Tiba-tiba pergelangan tanganku merasakan seperti ada dua jarum yang menusuknya, perih sangat perih. Aku mencoba mendongak tetapi pangeran Luhan menahan kepalaku dengan tangan kirinya. seakan menyuruhku untuk tetap menunduk.

Apa sebenarnya yang sedang ia lakukan ?

Aku menjadi semakin lemas, aku tak bisa bertahan lagi. Pandangan ku buram dan brukk .. semuanya terasa gelap.

***

Aku terbangun, argh kepalaku terasa berat, aku mengerjap pelan. Ada min ah eonni disana. Ia memandangku penuh cemas. Aku melihat tanganku, tak ada bekas atau luka apapun disana, aku ingat benar, kemarin ada rasa nyeri saat aku menyerahkan pergelangan tangan ku pada pangeran Luhan, entah apa yang ia lakukan. Namun sekarang tak ada sama sekali luka ataupun lebam disekitar pergelangan tanganku.

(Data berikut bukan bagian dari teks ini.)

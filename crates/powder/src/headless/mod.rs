//! Headless rendering (no window, no GPU)

mod pixel_renderer;

pub use pixel_renderer::PixelRenderer;
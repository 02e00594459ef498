//! Material definitions and registry

use glam::IVec2;
use serde::{Deserialize, Serialize};

use crate::particle::{FIRE_LIFE, INFINITE_LIFE, Particle, SMOKE_LIFE, STEAM_LIFE};

/// Built-in materials
///
/// The discriminant is the material's index in the registry table.
#[derive(Clone, Copy, Debug, PartialEq, Eq, Hash, PartialOrd, Ord, Serialize, Deserialize)]
#[repr(u8)]
pub enum MaterialId {
    Void = 0,
    Sand = 1,
    Fire = 2,
    Water = 3,
    Stone = 4,
    Smoke = 5,
    Steam = 6,
    Acid = 7,
    Glass = 8,
    Wood = 9,
    Lava = 10,

    // Generators (one per generatable material)
    SandGenerator = 11,
    FireGenerator = 12,
    WaterGenerator = 13,
    SmokeGenerator = 14,
    SteamGenerator = 15,
    AcidGenerator = 16,
    LavaGenerator = 17,
}

impl MaterialId {
    /// Number of material ids
    pub const COUNT: usize = 18;

    /// Every material, in index order
    pub const ALL: [MaterialId; Self::COUNT] = [
        MaterialId::Void,
        MaterialId::Sand,
        MaterialId::Fire,
        MaterialId::Water,
        MaterialId::Stone,
        MaterialId::Smoke,
        MaterialId::Steam,
        MaterialId::Acid,
        MaterialId::Glass,
        MaterialId::Wood,
        MaterialId::Lava,
        MaterialId::SandGenerator,
        MaterialId::FireGenerator,
        MaterialId::WaterGenerator,
        MaterialId::SmokeGenerator,
        MaterialId::SteamGenerator,
        MaterialId::AcidGenerator,
        MaterialId::LavaGenerator,
    ];

    /// Get the material index
    pub fn index(self) -> u8 {
        self as u8
    }

    /// Convert from material index
    pub fn from_index(index: u8) -> Option<Self> {
        Self::ALL.get(index as usize).copied()
    }
}

/// How a material behaves physically
#[derive(Clone, Copy, Debug, PartialEq, Eq, Serialize, Deserialize)]
pub enum MaterialType {
    /// Doesn't move (stone, wood, glass, generators)
    Solid,
    /// Falls, piles up (sand)
    Powder,
    /// Flows, seeks level (water, acid, lava)
    Liquid,
    /// Rises, disperses (fire, smoke, steam)
    Gas,
}

/// Definition of a material's properties
#[derive(Clone, Debug, PartialEq, Eq)]
pub struct MaterialDef {
    pub id: MaterialId,
    pub name: &'static str,
    pub material_type: MaterialType,

    /// Base color (RGBA)
    pub color: [u8; 4],

    /// Life of a freshly created particle, or [`INFINITE_LIFE`]
    pub life_span: i32,

    /// What a generator cell emits each tick (generators only)
    pub generates: Option<MaterialId>,
}

impl Default for MaterialDef {
    fn default() -> Self {
        Self {
            id: MaterialId::Void,
            name: "unknown",
            material_type: MaterialType::Solid,
            color: [255, 0, 255, 255], // Magenta for missing materials
            life_span: INFINITE_LIFE,
            generates: None,
        }
    }
}

impl MaterialDef {
    /// Create a fresh particle of this material at `coord`
    pub fn create(&self, coord: IVec2) -> Particle {
        Particle::new(coord, self.id, self.life_span)
    }

    pub fn is_generator(&self) -> bool {
        self.generates.is_some()
    }
}

/// Registry of all materials
#[derive(Clone, Debug)]
pub struct Materials {
    materials: Vec<MaterialDef>,
}

impl Materials {
    pub fn new() -> Self {
        let mut materials = Self {
            materials: Vec::with_capacity(MaterialId::COUNT),
        };
        materials.register_defaults();
        log::debug!("Registered {} materials", materials.materials.len());
        materials
    }

    fn register_defaults(&mut self) {
        // Void - never simulated, marks "nothing selected"
        self.register(MaterialDef {
            id: MaterialId::Void,
            name: "void",
            color: [0, 0, 0, 0],
            ..Default::default()
        });

        // POWDERS

        self.register(MaterialDef {
            id: MaterialId::Sand,
            name: "sand",
            material_type: MaterialType::Powder,
            color: [0xee, 0xee, 0x10, 255],
            ..Default::default()
        });

        // GASES

        // Fire burns out, which is what ends a fire in an empty room
        self.register(MaterialDef {
            id: MaterialId::Fire,
            name: "fire",
            material_type: MaterialType::Gas,
            color: [0xff, 0x00, 0x00, 255],
            life_span: FIRE_LIFE,
            ..Default::default()
        });

        self.register(MaterialDef {
            id: MaterialId::Smoke,
            name: "smoke",
            material_type: MaterialType::Gas,
            color: [0x87, 0x87, 0x87, 255],
            life_span: SMOKE_LIFE,
            ..Default::default()
        });

        self.register(MaterialDef {
            id: MaterialId::Steam,
            name: "steam",
            material_type: MaterialType::Gas,
            color: [0xe3, 0xe3, 0xe3, 255],
            life_span: STEAM_LIFE,
            ..Default::default()
        });

        // LIQUIDS

        self.register(MaterialDef {
            id: MaterialId::Water,
            name: "water",
            material_type: MaterialType::Liquid,
            color: [0x00, 0x00, 0xff, 255],
            ..Default::default()
        });

        self.register(MaterialDef {
            id: MaterialId::Acid,
            name: "acid",
            material_type: MaterialType::Liquid,
            color: [0xff, 0x33, 0xee, 255],
            ..Default::default()
        });

        self.register(MaterialDef {
            id: MaterialId::Lava,
            name: "lava",
            material_type: MaterialType::Liquid,
            color: [0xf5, 0x6e, 0x28, 255],
            ..Default::default()
        });

        // SOLIDS

        self.register(MaterialDef {
            id: MaterialId::Stone,
            name: "stone",
            color: [0x7f, 0x7f, 0x7f, 255],
            ..Default::default()
        });

        self.register(MaterialDef {
            id: MaterialId::Glass,
            name: "glass",
            color: [0x40, 0x40, 0x40, 255],
            ..Default::default()
        });

        self.register(MaterialDef {
            id: MaterialId::Wood,
            name: "wood",
            color: [0xbf, 0x9c, 0x1d, 255],
            ..Default::default()
        });

        // GENERATORS - solid, immortal, emit their target every tick

        self.register_generator(MaterialId::SandGenerator, "sand_generator", MaterialId::Sand);
        self.register_generator(MaterialId::FireGenerator, "fire_generator", MaterialId::Fire);
        self.register_generator(
            MaterialId::WaterGenerator,
            "water_generator",
            MaterialId::Water,
        );
        self.register_generator(
            MaterialId::SmokeGenerator,
            "smoke_generator",
            MaterialId::Smoke,
        );
        self.register_generator(
            MaterialId::SteamGenerator,
            "steam_generator",
            MaterialId::Steam,
        );
        self.register_generator(MaterialId::AcidGenerator, "acid_generator", MaterialId::Acid);
        self.register_generator(MaterialId::LavaGenerator, "lava_generator", MaterialId::Lava);
    }

    /// Generators are drawn in a darkened shade of what they emit
    fn register_generator(&mut self, id: MaterialId, name: &'static str, generates: MaterialId) {
        let [r, g, b, a] = self.get(generates).color;
        self.register(MaterialDef {
            id,
            name,
            color: [r / 2, g / 2, b / 2, a],
            generates: Some(generates),
            ..Default::default()
        });
    }

    fn register(&mut self, material: MaterialDef) {
        let id = material.id.index() as usize;

        // Ensure vec is large enough
        if self.materials.len() <= id {
            self.materials.resize(id + 1, MaterialDef::default());
        }

        self.materials[id] = material;
    }

    /// Get material definition by ID
    ///
    /// `new` registers every [`MaterialId`], so the table covers each index.
    pub fn get(&self, id: MaterialId) -> &MaterialDef {
        &self.materials[id.index() as usize]
    }

    /// Get color for a material
    pub fn get_color(&self, id: MaterialId) -> [u8; 4] {
        self.get(id).color
    }

    /// Create a fresh particle of `id` at `coord` using the material's life span
    pub fn create(&self, id: MaterialId, coord: IVec2) -> Particle {
        self.get(id).create(coord)
    }

    pub fn is_generator(&self, id: MaterialId) -> bool {
        self.get(id).is_generator()
    }

    /// Material emitted by a generator (None for non-generators)
    pub fn generated_material(&self, id: MaterialId) -> Option<MaterialId> {
        self.get(id).generates
    }

    /// Find the first generator that emits `material`
    pub fn find_generator_for(&self, material: MaterialId) -> Option<MaterialId> {
        self.materials
            .iter()
            .find(|def| def.generates == Some(material))
            .map(|def| def.id)
    }

    /// Look up a material by its registry name (case-insensitive)
    pub fn find_by_name(&self, name: &str) -> Option<MaterialId> {
        self.materials
            .iter()
            .find(|def| def.name.eq_ignore_ascii_case(name))
            .map(|def| def.id)
    }

    /// Iterate over every registered material
    pub fn iter(&self) -> impl Iterator<Item = &MaterialDef> {
        self.materials.iter()
    }
}

impl Default for Materials {
    fn default() -> Self {
        Self::new()
    }
}
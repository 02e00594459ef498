//! RNG trait abstraction for the update engine
//!
//! Every chunk of particles evaluated in a tick owns one of these, seeded
//! from the world seed, the tick number and the chunk number, so a run is
//! reproducible no matter how rayon schedules the chunks.

use rand::SeedableRng;
use rand_xoshiro::Xoshiro256StarStar;

/// Random number generator trait for the simulation
pub trait WorldRng {
    /// Generate a uniform integer in [0, n)
    fn gen_below(&mut self, n: u32) -> u32;

    /// A "1-in-n" roll
    fn one_in(&mut self, n: u32) -> bool {
        debug_assert!(n > 0, "one_in(0) has no outcomes");
        self.gen_below(n) == 0
    }
}

// Blanket implementation for any type implementing rand::Rng
impl<T: ?Sized + rand::Rng> WorldRng for T {
    fn gen_below(&mut self, n: u32) -> u32 {
        rand::Rng::gen_range(self, 0..n)
    }
}

const TICK_MIX: u64 = 0x9E37_79B9_7F4A_7C15;
const CHUNK_MIX: u64 = 0xD1B5_4A32_D192_ED03;

/// Deterministic RNG stream for one chunk of one tick
pub fn chunk_rng(seed: u64, tick: u64, chunk: usize) -> Xoshiro256StarStar {
    let stream = seed
        ^ tick.wrapping_add(1).wrapping_mul(TICK_MIX)
        ^ (chunk as u64).wrapping_add(1).wrapping_mul(CHUNK_MIX);
    Xoshiro256StarStar::seed_from_u64(stream)
}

“Gwenchana .. ?” tanya eonni.

Aku mengangguk lemas.

“Apa yang terjadi dengan mu ?”

Aku menggeleng pelan.

“Kau tidak tahu ya ?”

“Tahu apa?”

“Gosip yang dulu pernah aku ceritakan”

“Ah tentang pangeran Luhan seorang penghisap darah” Min ah eonni mengangguk antusias.

“Tidak ada hal-hal seperti itu eonni” aku membantah gosip-gosip seperti itu.

“Mungkin saja kau telah dihisapnya sampai kau pingsan”

Aku termenung, memikirkan perkataan min ah eonni. Aku tak tahu pasti apa yang pangeran Luhan lakukan padaku kemarin. Namun benarkah gosip itu, ia seorang penghisap darah?

“Ah molla... aku lelah eonni, hari ini bolehkah aku istirahat saja?”

Min ah eonni mengangguk “Ne aku akan bilang kepada kepala pelayan kalau kau izin”

“Istirahat lah yang cukup, aku keluar dulu”tambahnya.

Lagi, aku merebahkan tubuhku. Memang aku pernah mendengar hal-hal aneh seputar Pangeran Luhan, dulu banyak gadis-gadis muda yang bekerja diistana ini dan mereka hilang satu persatu tanpa diketahui sebabnya, seakan dengan sengaja menyembunyikan hilangnya para gadis itu. Tapi kenapa aku masih sadar? Mungkin jika benar pangeran Luhan menghisap darahku, aku sudah tak bernyawa dan hilang seperti gadis-gadis pelayan itu.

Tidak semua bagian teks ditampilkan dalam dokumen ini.